◆ **Your assignment**: In the data that follows, find each line containing "LoggingDriver" and copy it.

◆ **Data for processing**:
----
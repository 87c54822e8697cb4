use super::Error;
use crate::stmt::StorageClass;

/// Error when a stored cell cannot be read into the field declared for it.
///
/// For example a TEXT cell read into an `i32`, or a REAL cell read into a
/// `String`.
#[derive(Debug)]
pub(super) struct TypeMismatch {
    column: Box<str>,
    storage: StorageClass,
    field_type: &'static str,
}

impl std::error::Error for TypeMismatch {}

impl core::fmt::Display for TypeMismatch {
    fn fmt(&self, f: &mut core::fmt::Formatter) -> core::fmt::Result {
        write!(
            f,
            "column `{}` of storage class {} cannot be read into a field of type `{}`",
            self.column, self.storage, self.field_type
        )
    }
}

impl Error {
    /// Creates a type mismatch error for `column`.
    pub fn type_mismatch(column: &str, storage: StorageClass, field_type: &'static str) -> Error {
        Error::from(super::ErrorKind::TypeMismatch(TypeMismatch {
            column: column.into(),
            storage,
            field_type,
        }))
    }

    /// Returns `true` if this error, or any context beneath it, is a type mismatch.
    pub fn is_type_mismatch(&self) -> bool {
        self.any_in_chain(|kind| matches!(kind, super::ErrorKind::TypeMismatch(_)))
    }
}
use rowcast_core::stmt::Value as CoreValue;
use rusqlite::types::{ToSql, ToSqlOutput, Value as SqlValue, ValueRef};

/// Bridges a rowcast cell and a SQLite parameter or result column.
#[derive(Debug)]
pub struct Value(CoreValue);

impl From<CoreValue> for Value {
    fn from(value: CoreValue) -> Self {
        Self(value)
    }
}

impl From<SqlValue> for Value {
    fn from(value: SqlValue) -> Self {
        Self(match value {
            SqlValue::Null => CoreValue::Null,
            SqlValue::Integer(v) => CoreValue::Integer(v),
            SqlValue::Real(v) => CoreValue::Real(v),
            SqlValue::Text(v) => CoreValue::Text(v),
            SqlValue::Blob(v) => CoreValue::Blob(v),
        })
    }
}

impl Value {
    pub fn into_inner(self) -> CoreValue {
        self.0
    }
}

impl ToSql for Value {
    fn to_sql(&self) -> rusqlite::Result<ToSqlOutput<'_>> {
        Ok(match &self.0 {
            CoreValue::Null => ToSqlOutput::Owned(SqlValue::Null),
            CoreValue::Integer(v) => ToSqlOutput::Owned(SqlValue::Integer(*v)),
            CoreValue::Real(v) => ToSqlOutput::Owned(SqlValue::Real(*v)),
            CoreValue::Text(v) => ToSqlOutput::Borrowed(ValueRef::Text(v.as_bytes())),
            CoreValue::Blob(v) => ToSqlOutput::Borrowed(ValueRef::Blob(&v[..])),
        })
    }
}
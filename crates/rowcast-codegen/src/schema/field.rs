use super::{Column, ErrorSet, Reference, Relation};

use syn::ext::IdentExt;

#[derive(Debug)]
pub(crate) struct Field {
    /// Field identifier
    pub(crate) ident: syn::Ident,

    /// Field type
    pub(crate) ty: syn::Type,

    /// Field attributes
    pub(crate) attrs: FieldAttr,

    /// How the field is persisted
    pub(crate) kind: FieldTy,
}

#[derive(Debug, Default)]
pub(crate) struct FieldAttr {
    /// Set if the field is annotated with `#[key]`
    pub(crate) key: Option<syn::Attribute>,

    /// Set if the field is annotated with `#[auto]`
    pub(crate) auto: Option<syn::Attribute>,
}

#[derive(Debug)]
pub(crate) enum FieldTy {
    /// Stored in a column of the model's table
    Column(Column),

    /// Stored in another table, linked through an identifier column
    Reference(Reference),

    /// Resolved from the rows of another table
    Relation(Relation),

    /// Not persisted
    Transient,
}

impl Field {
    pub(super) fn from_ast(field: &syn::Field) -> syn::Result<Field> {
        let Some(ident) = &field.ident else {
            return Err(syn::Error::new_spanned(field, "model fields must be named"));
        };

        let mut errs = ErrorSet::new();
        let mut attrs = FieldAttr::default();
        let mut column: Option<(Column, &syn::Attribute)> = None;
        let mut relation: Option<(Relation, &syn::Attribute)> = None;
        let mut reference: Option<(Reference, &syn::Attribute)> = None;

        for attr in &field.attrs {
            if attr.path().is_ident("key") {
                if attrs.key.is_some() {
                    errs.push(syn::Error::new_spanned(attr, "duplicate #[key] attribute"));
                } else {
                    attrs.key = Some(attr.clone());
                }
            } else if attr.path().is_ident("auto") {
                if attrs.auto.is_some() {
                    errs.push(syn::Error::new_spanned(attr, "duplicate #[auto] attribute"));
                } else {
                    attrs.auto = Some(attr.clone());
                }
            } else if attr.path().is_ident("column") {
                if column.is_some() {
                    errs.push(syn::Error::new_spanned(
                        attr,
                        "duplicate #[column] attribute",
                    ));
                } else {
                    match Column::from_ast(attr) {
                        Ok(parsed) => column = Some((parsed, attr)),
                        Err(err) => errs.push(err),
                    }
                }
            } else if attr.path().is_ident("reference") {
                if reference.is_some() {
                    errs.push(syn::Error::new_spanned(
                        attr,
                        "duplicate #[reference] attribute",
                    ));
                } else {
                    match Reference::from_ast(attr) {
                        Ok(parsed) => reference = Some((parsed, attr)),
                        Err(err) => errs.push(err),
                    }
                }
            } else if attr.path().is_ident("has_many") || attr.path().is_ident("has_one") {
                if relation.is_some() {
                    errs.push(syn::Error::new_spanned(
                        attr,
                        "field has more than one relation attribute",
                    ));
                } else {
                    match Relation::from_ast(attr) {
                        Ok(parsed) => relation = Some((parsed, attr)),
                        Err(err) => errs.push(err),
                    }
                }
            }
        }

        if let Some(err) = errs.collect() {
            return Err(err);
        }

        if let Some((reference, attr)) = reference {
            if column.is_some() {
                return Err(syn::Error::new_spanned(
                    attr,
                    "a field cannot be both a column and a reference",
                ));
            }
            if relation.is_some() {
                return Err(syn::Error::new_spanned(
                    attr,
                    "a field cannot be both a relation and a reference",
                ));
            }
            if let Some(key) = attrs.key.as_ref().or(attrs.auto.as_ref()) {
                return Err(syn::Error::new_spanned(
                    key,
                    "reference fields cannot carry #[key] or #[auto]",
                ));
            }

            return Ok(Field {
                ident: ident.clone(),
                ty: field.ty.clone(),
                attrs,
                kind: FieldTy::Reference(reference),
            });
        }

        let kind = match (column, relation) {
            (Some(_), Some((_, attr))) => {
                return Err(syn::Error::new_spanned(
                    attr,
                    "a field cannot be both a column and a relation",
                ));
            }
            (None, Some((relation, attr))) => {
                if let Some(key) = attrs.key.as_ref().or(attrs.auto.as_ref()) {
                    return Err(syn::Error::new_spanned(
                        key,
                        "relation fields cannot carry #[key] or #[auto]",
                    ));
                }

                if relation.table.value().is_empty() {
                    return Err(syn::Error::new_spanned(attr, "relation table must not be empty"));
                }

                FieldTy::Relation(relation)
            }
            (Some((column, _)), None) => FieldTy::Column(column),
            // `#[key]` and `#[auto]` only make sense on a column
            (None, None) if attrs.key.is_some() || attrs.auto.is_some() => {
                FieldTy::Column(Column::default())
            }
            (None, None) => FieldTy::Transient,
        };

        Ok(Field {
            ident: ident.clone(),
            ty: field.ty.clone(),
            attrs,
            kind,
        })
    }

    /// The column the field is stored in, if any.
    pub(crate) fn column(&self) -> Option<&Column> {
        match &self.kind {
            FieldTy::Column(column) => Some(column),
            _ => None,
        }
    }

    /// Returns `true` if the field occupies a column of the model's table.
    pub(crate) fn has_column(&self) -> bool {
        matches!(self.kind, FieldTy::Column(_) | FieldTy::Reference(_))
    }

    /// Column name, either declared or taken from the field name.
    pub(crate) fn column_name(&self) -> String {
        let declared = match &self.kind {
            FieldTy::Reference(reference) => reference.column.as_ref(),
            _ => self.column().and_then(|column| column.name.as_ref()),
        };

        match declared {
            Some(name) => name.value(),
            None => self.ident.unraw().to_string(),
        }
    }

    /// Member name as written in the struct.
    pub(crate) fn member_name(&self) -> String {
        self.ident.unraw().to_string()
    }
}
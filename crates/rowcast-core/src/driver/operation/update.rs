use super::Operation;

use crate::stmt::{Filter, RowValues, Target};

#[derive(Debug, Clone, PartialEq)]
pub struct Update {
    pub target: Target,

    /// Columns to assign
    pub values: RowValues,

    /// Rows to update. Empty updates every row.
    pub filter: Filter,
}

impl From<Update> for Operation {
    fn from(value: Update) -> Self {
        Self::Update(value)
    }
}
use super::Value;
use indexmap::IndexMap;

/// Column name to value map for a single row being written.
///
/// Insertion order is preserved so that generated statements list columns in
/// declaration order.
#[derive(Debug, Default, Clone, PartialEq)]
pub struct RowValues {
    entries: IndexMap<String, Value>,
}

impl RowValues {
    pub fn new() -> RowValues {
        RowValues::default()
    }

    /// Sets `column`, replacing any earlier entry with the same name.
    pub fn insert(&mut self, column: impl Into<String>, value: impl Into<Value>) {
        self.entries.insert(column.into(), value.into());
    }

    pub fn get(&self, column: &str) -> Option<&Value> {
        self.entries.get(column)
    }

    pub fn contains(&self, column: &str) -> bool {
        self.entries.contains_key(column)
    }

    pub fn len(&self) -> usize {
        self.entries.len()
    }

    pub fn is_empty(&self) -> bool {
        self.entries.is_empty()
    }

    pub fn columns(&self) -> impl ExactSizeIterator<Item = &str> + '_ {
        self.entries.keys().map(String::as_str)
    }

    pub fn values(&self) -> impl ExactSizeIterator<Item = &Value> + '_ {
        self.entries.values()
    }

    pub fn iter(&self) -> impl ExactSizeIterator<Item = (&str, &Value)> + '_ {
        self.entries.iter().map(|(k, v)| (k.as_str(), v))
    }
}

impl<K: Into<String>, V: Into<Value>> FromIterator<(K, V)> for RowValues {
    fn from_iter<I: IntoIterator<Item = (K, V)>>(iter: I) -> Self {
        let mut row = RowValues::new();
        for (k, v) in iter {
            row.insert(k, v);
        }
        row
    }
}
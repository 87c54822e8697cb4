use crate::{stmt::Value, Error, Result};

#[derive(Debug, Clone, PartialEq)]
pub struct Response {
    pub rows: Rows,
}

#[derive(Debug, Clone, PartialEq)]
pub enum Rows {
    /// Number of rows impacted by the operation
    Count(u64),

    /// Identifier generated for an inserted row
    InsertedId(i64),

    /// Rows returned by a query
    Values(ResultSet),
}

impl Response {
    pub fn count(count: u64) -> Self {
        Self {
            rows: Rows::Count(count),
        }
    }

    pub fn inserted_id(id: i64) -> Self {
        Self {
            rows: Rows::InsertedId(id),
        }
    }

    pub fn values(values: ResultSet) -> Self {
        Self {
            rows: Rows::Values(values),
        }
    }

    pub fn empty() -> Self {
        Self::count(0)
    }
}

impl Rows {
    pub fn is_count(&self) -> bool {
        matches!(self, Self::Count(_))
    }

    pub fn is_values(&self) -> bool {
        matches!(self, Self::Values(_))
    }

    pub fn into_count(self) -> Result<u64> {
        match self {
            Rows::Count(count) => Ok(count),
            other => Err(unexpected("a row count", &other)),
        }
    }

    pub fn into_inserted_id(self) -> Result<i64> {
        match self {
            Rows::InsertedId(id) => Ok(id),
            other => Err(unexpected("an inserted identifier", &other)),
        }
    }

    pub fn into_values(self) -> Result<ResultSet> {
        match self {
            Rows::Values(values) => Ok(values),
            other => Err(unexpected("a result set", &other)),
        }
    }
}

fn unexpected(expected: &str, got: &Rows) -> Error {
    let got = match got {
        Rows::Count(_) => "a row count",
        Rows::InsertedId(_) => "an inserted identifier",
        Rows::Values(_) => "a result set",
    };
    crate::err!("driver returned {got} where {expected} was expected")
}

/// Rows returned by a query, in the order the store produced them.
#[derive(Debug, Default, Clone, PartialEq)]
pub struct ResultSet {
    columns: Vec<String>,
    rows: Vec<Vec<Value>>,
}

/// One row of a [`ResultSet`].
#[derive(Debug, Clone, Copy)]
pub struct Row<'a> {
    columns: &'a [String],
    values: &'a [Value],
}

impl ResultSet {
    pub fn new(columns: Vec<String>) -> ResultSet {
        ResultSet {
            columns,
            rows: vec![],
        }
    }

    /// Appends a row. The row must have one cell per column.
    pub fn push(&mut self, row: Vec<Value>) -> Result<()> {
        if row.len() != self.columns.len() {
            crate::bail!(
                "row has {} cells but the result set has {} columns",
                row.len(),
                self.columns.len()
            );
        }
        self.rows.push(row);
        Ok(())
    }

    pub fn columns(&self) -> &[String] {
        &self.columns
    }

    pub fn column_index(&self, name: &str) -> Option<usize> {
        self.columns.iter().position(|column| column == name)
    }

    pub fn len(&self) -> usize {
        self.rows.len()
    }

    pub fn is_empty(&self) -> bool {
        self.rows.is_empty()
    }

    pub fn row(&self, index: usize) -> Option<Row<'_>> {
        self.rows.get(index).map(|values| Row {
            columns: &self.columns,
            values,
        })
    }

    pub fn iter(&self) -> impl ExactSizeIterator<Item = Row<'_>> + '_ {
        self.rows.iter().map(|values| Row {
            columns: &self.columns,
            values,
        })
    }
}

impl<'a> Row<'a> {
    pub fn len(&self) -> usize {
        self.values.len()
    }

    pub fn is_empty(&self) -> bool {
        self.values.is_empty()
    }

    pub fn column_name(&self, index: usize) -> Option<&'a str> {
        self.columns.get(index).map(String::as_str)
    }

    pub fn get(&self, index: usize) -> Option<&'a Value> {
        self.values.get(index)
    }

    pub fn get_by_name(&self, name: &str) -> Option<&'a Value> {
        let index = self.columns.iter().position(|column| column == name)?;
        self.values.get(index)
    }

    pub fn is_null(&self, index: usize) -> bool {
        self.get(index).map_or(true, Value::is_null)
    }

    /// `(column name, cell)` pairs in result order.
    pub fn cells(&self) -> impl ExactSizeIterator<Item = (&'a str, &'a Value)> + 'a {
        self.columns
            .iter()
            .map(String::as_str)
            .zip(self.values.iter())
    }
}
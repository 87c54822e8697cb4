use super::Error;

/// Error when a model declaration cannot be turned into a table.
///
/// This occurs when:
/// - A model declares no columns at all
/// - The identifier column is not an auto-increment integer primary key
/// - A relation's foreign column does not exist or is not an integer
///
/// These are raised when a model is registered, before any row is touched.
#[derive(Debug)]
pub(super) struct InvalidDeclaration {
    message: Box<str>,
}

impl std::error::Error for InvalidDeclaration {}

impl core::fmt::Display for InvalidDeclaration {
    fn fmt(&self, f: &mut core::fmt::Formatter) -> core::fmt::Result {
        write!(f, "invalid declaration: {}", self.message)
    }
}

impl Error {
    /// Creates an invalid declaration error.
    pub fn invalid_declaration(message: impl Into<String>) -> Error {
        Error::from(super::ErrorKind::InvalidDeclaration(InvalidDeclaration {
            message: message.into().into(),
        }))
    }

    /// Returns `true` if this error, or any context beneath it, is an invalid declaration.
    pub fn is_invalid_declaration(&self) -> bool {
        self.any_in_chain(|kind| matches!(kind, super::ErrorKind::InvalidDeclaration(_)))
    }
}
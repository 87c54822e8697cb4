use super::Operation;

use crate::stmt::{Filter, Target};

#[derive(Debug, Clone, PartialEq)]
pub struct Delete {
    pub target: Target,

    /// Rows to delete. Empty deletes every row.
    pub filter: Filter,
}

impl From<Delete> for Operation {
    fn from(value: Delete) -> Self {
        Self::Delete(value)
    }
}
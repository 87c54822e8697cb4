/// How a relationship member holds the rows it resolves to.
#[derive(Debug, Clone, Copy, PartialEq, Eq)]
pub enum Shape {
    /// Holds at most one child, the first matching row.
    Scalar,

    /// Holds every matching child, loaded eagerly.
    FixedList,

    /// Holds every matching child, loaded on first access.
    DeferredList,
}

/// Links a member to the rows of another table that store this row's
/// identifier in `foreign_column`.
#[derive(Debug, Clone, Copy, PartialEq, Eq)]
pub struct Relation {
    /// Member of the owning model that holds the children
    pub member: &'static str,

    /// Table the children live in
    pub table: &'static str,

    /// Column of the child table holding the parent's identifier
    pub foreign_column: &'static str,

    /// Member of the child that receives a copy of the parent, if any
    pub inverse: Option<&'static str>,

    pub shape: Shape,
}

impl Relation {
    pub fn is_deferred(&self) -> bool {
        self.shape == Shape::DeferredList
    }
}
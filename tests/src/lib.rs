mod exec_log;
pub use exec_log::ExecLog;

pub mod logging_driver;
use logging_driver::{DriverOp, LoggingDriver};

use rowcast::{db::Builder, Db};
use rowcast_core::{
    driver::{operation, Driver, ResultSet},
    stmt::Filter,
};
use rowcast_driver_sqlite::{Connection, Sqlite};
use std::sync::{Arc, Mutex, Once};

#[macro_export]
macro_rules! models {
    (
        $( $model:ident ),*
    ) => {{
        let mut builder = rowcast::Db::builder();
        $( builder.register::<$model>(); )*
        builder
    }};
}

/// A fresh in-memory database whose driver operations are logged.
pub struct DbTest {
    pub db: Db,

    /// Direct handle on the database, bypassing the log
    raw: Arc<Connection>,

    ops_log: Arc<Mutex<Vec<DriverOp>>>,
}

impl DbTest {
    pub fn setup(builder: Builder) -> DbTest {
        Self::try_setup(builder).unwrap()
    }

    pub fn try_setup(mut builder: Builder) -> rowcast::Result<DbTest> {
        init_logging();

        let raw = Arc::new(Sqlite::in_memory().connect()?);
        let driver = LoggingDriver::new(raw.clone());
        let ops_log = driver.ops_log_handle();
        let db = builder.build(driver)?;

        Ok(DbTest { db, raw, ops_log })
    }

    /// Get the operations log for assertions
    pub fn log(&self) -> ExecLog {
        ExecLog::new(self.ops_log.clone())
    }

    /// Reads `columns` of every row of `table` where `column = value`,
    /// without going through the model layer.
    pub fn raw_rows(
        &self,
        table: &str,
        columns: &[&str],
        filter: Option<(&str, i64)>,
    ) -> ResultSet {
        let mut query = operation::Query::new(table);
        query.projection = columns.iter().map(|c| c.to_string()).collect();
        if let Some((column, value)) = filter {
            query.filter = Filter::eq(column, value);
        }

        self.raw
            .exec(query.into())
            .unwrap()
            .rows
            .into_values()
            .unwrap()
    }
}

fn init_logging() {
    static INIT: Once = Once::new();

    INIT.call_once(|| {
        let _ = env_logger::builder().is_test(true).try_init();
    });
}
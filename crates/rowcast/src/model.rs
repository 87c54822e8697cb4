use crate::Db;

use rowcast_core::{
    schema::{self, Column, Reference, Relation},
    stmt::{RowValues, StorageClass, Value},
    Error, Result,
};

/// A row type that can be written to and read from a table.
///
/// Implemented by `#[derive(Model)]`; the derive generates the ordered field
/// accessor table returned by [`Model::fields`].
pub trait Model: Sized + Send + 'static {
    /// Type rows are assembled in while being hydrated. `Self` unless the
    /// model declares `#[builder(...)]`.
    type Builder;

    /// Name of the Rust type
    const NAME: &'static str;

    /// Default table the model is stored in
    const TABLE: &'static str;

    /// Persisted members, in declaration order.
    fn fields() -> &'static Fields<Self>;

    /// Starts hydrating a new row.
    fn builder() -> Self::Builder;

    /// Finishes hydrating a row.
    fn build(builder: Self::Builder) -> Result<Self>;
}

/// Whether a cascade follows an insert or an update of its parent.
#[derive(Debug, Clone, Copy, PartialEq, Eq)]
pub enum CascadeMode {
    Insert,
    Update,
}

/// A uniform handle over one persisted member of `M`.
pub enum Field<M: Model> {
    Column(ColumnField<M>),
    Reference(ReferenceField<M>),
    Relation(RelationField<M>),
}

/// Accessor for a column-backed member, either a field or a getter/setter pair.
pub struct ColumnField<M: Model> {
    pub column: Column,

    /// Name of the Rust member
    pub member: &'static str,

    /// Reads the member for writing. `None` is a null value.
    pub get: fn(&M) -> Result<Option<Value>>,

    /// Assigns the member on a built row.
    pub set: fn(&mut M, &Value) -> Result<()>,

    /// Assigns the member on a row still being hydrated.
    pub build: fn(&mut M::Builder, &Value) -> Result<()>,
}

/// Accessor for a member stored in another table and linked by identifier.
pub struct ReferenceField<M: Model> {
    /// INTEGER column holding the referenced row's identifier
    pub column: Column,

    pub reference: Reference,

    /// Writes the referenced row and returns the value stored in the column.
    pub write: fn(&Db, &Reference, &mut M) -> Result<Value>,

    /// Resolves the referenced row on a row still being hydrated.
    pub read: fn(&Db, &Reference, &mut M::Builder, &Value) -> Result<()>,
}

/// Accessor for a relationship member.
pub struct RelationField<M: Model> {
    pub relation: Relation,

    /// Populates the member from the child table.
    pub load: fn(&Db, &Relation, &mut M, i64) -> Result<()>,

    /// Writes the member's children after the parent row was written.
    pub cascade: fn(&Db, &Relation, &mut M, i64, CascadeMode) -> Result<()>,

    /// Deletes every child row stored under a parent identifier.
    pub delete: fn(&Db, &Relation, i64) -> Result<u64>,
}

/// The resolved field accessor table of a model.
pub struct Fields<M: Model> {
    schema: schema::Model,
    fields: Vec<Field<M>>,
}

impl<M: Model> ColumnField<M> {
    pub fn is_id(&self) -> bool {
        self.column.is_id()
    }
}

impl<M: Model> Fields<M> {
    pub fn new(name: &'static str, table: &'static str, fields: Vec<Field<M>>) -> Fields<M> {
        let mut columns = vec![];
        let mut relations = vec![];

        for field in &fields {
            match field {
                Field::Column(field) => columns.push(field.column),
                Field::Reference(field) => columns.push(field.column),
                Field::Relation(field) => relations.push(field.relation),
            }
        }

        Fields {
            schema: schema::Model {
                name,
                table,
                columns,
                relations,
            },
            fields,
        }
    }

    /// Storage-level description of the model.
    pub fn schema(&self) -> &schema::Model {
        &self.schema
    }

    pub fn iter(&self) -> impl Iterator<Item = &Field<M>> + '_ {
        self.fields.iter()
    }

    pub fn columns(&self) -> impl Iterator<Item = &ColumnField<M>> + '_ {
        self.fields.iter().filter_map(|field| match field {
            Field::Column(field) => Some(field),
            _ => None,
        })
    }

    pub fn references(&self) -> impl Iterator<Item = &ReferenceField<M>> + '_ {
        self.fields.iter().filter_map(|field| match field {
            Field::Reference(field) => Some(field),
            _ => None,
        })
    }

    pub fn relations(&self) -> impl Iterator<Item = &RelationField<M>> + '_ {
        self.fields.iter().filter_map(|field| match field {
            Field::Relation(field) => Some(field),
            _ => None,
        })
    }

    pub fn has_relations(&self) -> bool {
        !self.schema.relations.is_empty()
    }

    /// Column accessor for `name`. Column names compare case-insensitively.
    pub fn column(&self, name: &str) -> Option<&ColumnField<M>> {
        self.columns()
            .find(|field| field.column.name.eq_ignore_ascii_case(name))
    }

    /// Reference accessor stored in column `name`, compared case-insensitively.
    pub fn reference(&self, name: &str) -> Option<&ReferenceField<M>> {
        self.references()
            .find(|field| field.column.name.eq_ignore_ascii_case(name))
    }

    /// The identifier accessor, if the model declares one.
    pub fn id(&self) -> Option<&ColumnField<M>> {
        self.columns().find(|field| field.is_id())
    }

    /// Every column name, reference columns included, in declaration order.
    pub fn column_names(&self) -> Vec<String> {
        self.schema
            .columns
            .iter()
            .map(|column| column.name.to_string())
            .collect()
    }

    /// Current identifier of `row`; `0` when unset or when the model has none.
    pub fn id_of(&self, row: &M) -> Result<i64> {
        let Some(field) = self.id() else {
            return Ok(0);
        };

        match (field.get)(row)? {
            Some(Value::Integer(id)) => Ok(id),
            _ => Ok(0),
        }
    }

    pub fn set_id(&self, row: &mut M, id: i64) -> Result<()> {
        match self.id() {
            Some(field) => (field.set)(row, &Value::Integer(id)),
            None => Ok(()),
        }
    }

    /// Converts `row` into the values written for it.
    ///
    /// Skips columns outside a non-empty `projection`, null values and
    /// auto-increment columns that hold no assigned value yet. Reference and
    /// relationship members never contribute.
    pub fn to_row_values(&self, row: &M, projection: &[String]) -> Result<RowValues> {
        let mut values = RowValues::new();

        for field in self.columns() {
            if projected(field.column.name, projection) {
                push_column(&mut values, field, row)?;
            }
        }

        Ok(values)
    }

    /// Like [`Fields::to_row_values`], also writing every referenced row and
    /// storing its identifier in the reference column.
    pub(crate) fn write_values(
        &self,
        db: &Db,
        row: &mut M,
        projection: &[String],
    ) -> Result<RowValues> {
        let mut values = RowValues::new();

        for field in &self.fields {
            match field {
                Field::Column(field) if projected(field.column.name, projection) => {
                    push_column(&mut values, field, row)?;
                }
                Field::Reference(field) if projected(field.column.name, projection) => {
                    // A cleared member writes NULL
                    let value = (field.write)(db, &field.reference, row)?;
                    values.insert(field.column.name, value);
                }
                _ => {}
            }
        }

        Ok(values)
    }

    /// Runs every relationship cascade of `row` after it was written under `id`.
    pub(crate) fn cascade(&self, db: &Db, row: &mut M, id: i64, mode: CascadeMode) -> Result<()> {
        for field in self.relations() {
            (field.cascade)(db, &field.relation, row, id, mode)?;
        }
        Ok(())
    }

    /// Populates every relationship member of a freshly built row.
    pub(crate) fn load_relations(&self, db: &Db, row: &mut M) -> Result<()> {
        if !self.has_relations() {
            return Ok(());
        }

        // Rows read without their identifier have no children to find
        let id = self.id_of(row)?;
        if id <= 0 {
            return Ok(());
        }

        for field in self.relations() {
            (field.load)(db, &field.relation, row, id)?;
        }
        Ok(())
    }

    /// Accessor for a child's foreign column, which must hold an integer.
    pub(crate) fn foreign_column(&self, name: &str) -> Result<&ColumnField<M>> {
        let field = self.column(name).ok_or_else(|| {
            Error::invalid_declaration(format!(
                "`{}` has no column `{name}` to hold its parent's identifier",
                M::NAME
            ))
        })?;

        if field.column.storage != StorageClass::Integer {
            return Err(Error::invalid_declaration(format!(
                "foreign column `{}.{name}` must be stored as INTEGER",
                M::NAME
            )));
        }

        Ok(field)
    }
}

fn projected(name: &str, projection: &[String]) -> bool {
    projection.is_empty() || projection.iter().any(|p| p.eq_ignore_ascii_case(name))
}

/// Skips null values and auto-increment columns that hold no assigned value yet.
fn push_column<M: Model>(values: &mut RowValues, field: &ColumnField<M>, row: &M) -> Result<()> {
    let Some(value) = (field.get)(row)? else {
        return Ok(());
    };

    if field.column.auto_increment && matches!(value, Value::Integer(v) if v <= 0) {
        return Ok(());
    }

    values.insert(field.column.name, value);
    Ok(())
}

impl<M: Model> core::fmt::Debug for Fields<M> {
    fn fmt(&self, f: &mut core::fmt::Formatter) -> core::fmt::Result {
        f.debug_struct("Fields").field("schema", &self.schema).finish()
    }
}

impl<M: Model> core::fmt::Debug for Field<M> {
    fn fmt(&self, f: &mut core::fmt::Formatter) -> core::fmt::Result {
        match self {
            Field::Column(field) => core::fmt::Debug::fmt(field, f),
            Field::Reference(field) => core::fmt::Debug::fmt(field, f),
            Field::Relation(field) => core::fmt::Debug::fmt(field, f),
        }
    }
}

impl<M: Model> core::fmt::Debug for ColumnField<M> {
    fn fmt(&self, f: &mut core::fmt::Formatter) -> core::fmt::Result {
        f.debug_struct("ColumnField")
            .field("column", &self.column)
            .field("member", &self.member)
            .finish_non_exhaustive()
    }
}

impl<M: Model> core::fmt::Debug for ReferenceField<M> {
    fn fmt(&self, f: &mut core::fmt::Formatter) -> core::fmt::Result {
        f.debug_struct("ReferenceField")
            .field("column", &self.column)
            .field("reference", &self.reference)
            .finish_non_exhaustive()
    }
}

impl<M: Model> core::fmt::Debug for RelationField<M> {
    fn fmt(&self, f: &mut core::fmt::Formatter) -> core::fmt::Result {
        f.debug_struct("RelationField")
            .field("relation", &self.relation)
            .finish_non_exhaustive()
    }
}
----
◆ **Answer section**:
use logging_driver::{DriverOp, LoggingDriver};
        let driver = LoggingDriver::new(raw.clone());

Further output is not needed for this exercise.